Mesenchymal stem cells attenuate liver fibrosis by targeting Ly6C(hi/lo) macrophages through activating the cytokine-paracrine and apoptotic pathways

Mesenchymal stem cell (MSC) therapy has become a promising treatment for liver fibrosis due to its predominant immunomodulatory performance in hepatic stellate cell inhibition and fibrosis resolution. However, the cellular and molecular mechanisms underlying these processes remain limited.

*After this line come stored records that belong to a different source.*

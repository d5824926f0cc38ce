use crate::types::DeviceAddress;
use async_trait::async_trait;
use std::io;
use std::net::SocketAddr;
use tokio::io::{AsyncRead, AsyncWrite};
use tokio::net::TcpStream;

/// Opens byte streams to a unit
///
/// The client owns one connector and asks it for a fresh stream on every
/// connect and reconnect attempt.
#[async_trait]
pub trait Connector: Send + Sync + 'static {
    /// Stream type produced by a successful connect
    type Stream: AsyncRead + AsyncWrite + Send + Unpin + 'static;

    /// Whether host names go through [`lookup`](Self::lookup) first
    ///
    /// When set, each attempt on a non-literal host reports
    /// `DnsLookup` followed by `DnsResolved` or `DnsFailed`.
    const LOOKS_UP_HOST: bool = false;

    /// Resolve the unit's host name
    async fn lookup(&self, address: &DeviceAddress) -> io::Result<Vec<SocketAddr>> {
        let resolved = tokio::net::lookup_host((address.host.as_str(), address.port)).await?;
        Ok(resolved.collect())
    }

    /// Open a stream to the unit at `address`
    ///
    /// `resolved` holds the lookup result, empty when no lookup ran.
    async fn connect(
        &self,
        address: &DeviceAddress,
        resolved: &[SocketAddr],
    ) -> io::Result<Self::Stream>;
}

/// Plain TCP connector
#[derive(Debug, Clone, Copy, Default)]
pub struct TcpConnector;

#[async_trait]
impl Connector for TcpConnector {
    type Stream = TcpStream;

    const LOOKS_UP_HOST: bool = true;

    async fn connect(
        &self,
        address: &DeviceAddress,
        resolved: &[SocketAddr],
    ) -> io::Result<TcpStream> {
        let stream = if resolved.is_empty() {
            tracing::debug!("Opening TCP connection to {}:{}", address.host, address.port);
            TcpStream::connect((address.host.as_str(), address.port)).await?
        } else {
            tracing::debug!("Opening TCP connection to {:?}", resolved);
            TcpStream::connect(resolved).await?
        };
        stream.set_nodelay(true)?;
        Ok(stream)
    }
}

#[cfg(test)]
mod tests {
    use super::*;
    use crate::types::DeviceId;
    use tokio::net::TcpListener;

    fn address(host: &str, port: u16) -> DeviceAddress {
        DeviceAddress::new(host, port, DeviceId::new(1).unwrap()).unwrap()
    }

    #[tokio::test]
    async fn test_lookup_resolves_localhost() {
        let resolved = TcpConnector.lookup(&address("localhost", 2202)).await.unwrap();
        assert!(!resolved.is_empty());
        assert!(resolved.iter().all(|a| a.port() == 2202 && a.ip().is_loopback()));
    }

    #[tokio::test]
    async fn test_connect_tries_resolved_addresses() {
        let listener = TcpListener::bind("127.0.0.1:0").await.unwrap();
        let local = listener.local_addr().unwrap();
        let resolved = [local];

        let target = address("unit.example", local.port());
        let (stream, accepted) = tokio::join!(
            TcpConnector.connect(&target, &resolved),
            listener.accept()
        );
        assert!(stream.unwrap().nodelay().unwrap());
        accepted.unwrap();
    }
}
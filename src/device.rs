use crate::parser::StatusUpdate;
use crate::protocol::db_to_analog;
use crate::subscription::Event;
use crate::types::{GainValue, MuteState, Target};
use serde::{Deserialize, Serialize};

/// Last known state of the unit's gain stages and switches
///
/// Fields start at 0 dB / off and are overwritten one at a time as the unit
/// reports them.
#[derive(Debug, Clone, Default, PartialEq, Serialize, Deserialize)]
pub struct DeviceState {
    pub volume: VolumeSnapshot,
    pub mute: MuteSnapshot,
    pub fader: FaderSnapshot,
    pub mix_point: MixPointSnapshot,
}

/// Channel and mix-point gains in dB
#[derive(Debug, Clone, Copy, Default, PartialEq, Serialize, Deserialize)]
pub struct VolumeSnapshot {
    pub input_1: GainValue,
    pub input_2: GainValue,
    pub output_1: GainValue,
    pub output_2: GainValue,
    pub mix_1_1: GainValue,
    pub mix_1_2: GainValue,
    pub mix_2_1: GainValue,
    pub mix_2_2: GainValue,
}

impl VolumeSnapshot {
    /// All eight gains in event order: inputs, outputs, then mix 1-1, 1-2, 2-1, 2-2
    pub fn values(&self) -> [GainValue; 8] {
        [
            self.input_1,
            self.input_2,
            self.output_1,
            self.output_2,
            self.mix_1_1,
            self.mix_1_2,
            self.mix_2_1,
            self.mix_2_2,
        ]
    }

    /// Gains as 16-bit analog levels
    pub fn analog(&self) -> [u16; 8] {
        self.values().map(db_to_analog)
    }
}

/// Input and output mute flags
#[derive(Debug, Clone, Copy, Default, PartialEq, Eq, Serialize, Deserialize)]
pub struct MuteSnapshot {
    pub input_1: MuteState,
    pub input_2: MuteState,
    pub output_1: MuteState,
    pub output_2: MuteState,
}

/// Pre-mix fader gains in dB
#[derive(Debug, Clone, Copy, Default, PartialEq, Serialize, Deserialize)]
pub struct FaderSnapshot {
    pub channel_1: GainValue,
    pub channel_2: GainValue,
}

impl FaderSnapshot {
    /// Faders as 16-bit analog levels
    pub fn analog(&self) -> [u16; 2] {
        [db_to_analog(self.channel_1), db_to_analog(self.channel_2)]
    }
}

/// Routing-enabled flags per input/output pair
#[derive(Debug, Clone, Copy, Default, PartialEq, Eq, Serialize, Deserialize)]
pub struct MixPointSnapshot {
    pub in_1_to_out_1: bool,
    pub in_1_to_out_2: bool,
    pub in_2_to_out_1: bool,
    pub in_2_to_out_2: bool,
}

impl MixPointSnapshot {
    /// Routing state of one mix point, `None` for indices outside 1..=2
    pub fn get(&self, input: u8, output: u8) -> Option<bool> {
        match (input, output) {
            (1, 1) => Some(self.in_1_to_out_1),
            (1, 2) => Some(self.in_1_to_out_2),
            (2, 1) => Some(self.in_2_to_out_1),
            (2, 2) => Some(self.in_2_to_out_2),
            _ => None,
        }
    }
}

impl DeviceState {
    pub fn new() -> Self {
        Self::default()
    }

    /// Apply a decoded update and return the change event for its category
    ///
    /// The event carries the whole category so subscribers always see a
    /// consistent set of values. Updates naming a stage the unit does not
    /// have leave the state untouched and return `None`.
    pub fn apply(&mut self, update: StatusUpdate) -> Option<Event> {
        match update {
            StatusUpdate::Level { target, db } => {
                if let Target::Fader(n) = target {
                    *self.fader_slot(n)? = db;
                    tracing::debug!("Pre-mix fader {} from unit is {} dB", n, db);
                    return Some(Event::FaderChanged(self.fader));
                }
                *self.volume_slot(target)? = db;
                tracing::debug!("{} from unit is {} dB", target, db);
                Some(Event::VolumeChanged(self.volume))
            }
            StatusUpdate::Mute { target, muted } => {
                *self.mute_slot(target)? = muted;
                tracing::debug!("Mute state changed: {:?}", self.mute);
                Some(Event::MuteChanged(self.mute))
            }
            StatusUpdate::Routing {
                input,
                output,
                enabled,
            } => {
                *self.routing_slot(input, output)? = enabled;
                tracing::debug!("Mix point state changed: {:?}", self.mix_point);
                Some(Event::MixPointChanged(self.mix_point))
            }
        }
    }

    fn volume_slot(&mut self, target: Target) -> Option<&mut GainValue> {
        let v = &mut self.volume;
        match target {
            Target::Input(1) => Some(&mut v.input_1),
            Target::Input(2) => Some(&mut v.input_2),
            Target::Output(1) => Some(&mut v.output_1),
            Target::Output(2) => Some(&mut v.output_2),
            Target::MixPoint { input, output } => match (input, output) {
                (1, 1) => Some(&mut v.mix_1_1),
                (1, 2) => Some(&mut v.mix_1_2),
                (2, 1) => Some(&mut v.mix_2_1),
                (2, 2) => Some(&mut v.mix_2_2),
                _ => None,
            },
            _ => None,
        }
    }

    fn fader_slot(&mut self, channel: u8) -> Option<&mut GainValue> {
        match channel {
            1 => Some(&mut self.fader.channel_1),
            2 => Some(&mut self.fader.channel_2),
            _ => None,
        }
    }

    fn mute_slot(&mut self, target: Target) -> Option<&mut MuteState> {
        let m = &mut self.mute;
        match target {
            Target::Input(1) => Some(&mut m.input_1),
            Target::Input(2) => Some(&mut m.input_2),
            Target::Output(1) => Some(&mut m.output_1),
            Target::Output(2) => Some(&mut m.output_2),
            _ => None,
        }
    }

    fn routing_slot(&mut self, input: u8, output: u8) -> Option<&mut bool> {
        let r = &mut self.mix_point;
        match (input, output) {
            (1, 1) => Some(&mut r.in_1_to_out_1),
            (1, 2) => Some(&mut r.in_1_to_out_2),
            (2, 1) => Some(&mut r.in_2_to_out_1),
            (2, 2) => Some(&mut r.in_2_to_out_2),
            _ => None,
        }
    }
}
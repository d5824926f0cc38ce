//! Connects to a DFR22 unit, asks for its status and prints every event.
//!
//! Usage: `cargo run --example monitor -- <host> [port] [device-id]`

use dfr22::{ClientConfig, DeviceId, Dfr22Client, Event, TcpConnector, DEFAULT_PORT};

#[tokio::main]
async fn main() -> Result<(), Box<dyn std::error::Error>> {
    tracing_subscriber::fmt()
        .with_max_level(tracing::Level::DEBUG)
        .init();

    let mut args = std::env::args().skip(1);
    let host = args.next().ok_or("usage: monitor <host> [port] [device-id]")?;
    let port = match args.next() {
        Some(port) => port.parse()?,
        None => DEFAULT_PORT,
    };
    let device_id = match args.next() {
        Some(id) => DeviceId::new(id.parse()?)?,
        None => DeviceId::new(1)?,
    };

    let config = ClientConfig::new(host, port, device_id);
    let client = Dfr22Client::from_config(TcpConnector, &config)?;
    let mut events = client.subscribe();
    client.connect()?;

    loop {
        tokio::select! {
            _ = tokio::signal::ctrl_c() => {
                client.disconnect()?;
                break;
            }
            event = events.recv() => match event? {
                Event::ConnectionStatus(status) => {
                    println!("socket: {} ({})", status, status.code());
                    if status.is_connected() {
                        client.query_status()?;
                    }
                }
                Event::InitializedStatus(initialized) => println!("initialized: {}", initialized),
                Event::VolumeChanged(v) => println!(
                    "volume: in {} / {} dB, out {} / {} dB, mix {} {} {} {} dB",
                    v.input_1, v.input_2, v.output_1, v.output_2,
                    v.mix_1_1, v.mix_1_2, v.mix_2_1, v.mix_2_2
                ),
                Event::MuteChanged(m) => println!(
                    "mute: in {} / {}, out {} / {}",
                    m.input_1, m.input_2, m.output_1, m.output_2
                ),
                Event::FaderChanged(f) => {
                    println!("pre-mix fader: {} / {} dB", f.channel_1, f.channel_2)
                }
                Event::MixPointChanged(r) => println!(
                    "routing: 1->1 {} 1->2 {} 2->1 {} 2->2 {}",
                    r.in_1_to_out_1, r.in_1_to_out_2, r.in_2_to_out_1, r.in_2_to_out_2
                ),
            },
        }
    }

    Ok(())
}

In the present study, we provide insights into the functional role of bone marrow-derived MSCs (BM-MSCs) in alleviating liver fibrosis by targeting intrahepatic Ly6C(hi) and Ly6C(lo) macrophage subsets in a mouse model. Upon chronic injury, the Ly6C(hi) subset was significantly increased in the inflamed liver. Transplantation of BM-MSCs markedly promoted a phenotypic switch from pro-fibrotic Ly6C(hi) subset to restorative Ly6C(lo) subpopulation by secreting paracrine cytokines IL-4 and IL-10 from the BM-MSCs. The Ly6C(hi)/Ly6C(lo) subset switch significantly blocked the source of fibrogenic TGF-β, PDGF, TNF-α, and IL-1β cytokines from Ly6C(hi) macrophages. Unexpectedly, BM-MSCs experienced severe apoptosis and produced substantial apoptotic bodies in the fibrotic liver during the 72 h period of transplantation. Most apoptotic bodies were engulfed by Ly6C(lo) macrophages, and this engulfment robustly triggered MMP12 expression for fibrosis resolution through the PtdSer-MerTK-ERK signaling pathway. This paper is the first to show previously unrecognized dual regulatory functions of BM-MSCs in attenuating hepatic fibrosis by promoting Ly6C(hi)/Ly6C(lo) subset conversion and Ly6C(lo) macrophage restoration through secreting antifibrogenic-cytokines and activating the apoptotic pathway.